The closed-loop (CL) system delivers insulin in a glucose-responsive manner and optimal postprandial glycemic control is difficult to achieve with the algorithm and insulin available. We hypothesized that adjunctive therapy with liraglutide, a once-daily glucagon-like peptide-1 agonist, would be more effective in normalizing postprandial hyperglycemia versus insulin monotherapy in the CL system, in patients with type 1 diabetes.Methods:
This was a randomized, controlled, open-label, crossover design trial comparing insulin monotherapy versus adjuvant subcutaneous liraglutide 1.2 mg and insulin, using the CL system in 15 patients. Blood glucose (BG), insulin, and glucagon concentrations were analyzed.Results:
The liraglutide arm was associated with overall decreased mean BG levels (P = .0002). The average BG levels from 8:00 PM (day 1) to 9:00 PM (day 2) were lower in the liraglutide arm (144.6 ± 36.31 vs 159.7 ± 50.88 mg/dl respectively; P = .0002).
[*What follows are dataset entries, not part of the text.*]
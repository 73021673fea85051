use serde::Deserialize;
use std::fs::read_to_string;
use std::net::SocketAddr;
use std::path::{Path, PathBuf};
use thiserror::Error;

#[derive(Clone, Debug, Deserialize, PartialEq)]
pub struct Configuration {
	#[serde(with = "socket_addr_deserializer")]
	pub address: SocketAddr,
	pub log_filters: String,
	pub uploads_directory: PathBuf,
	pub maximum_upload_size_in_megabytes: usize,
}

impl Configuration {
	pub fn from_file(path: impl AsRef<Path>) -> Result<Configuration, ConfigurationError> {
		let text = read_to_string(path)?;

		Ok(Configuration::try_from(text.as_str())?)
	}
}

impl TryFrom<&str> for Configuration {
	type Error = toml::de::Error;

	fn try_from(text: &str) -> Result<Self, Self::Error> {
		toml::from_str(text)
	}
}

#[derive(Error, Debug)]
pub enum ConfigurationError {
	#[error("Failed to deserialize with error: {0}")]
	DeserializationError(#[from] toml::de::Error),
	#[error("IO operation failed: {0}")]
	IoError(#[from] std::io::Error),
}

// See https://serde.rs/custom-date-format.html
mod socket_addr_deserializer {
	use serde::{self, Deserialize, Deserializer};
	use std::net::SocketAddr;
	use std::str::FromStr;

	pub fn deserialize<'deserializer, D>(deserializer: D) -> Result<SocketAddr, D::Error>
	where
		D: Deserializer<'deserializer>,
	{
		let string = String::deserialize(deserializer)?;
		SocketAddr::from_str(string.as_str()).map_err(serde::de::Error::custom)
	}
}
Two-hour postbreakfast and lunch BG profiles were better in the liraglutide arm (P < .05) and the insulin and glucagon assay values were lower (P < .0001). Postprandially, the area under the curve (AUC) for 2-hour postbreakfast and lunch BG levels were significant (P = .01, P = .03) and the AUC for glucagon, postbreakfast (P < .0001) and lunch (P < .05), was also significant. The incidence of hypoglycemia did not differ between arms (P = .83, Fisher’s exact test). Overall, adjunct liraglutide therapy plus CL was well tolerated even with expected side effects.Conclusion:
This is a proof-of-concept study showing liraglutide can be a potential adjunctive therapy in addition to CL with insulin to reduce postprandial hyperglycemia in type 1 diabetes.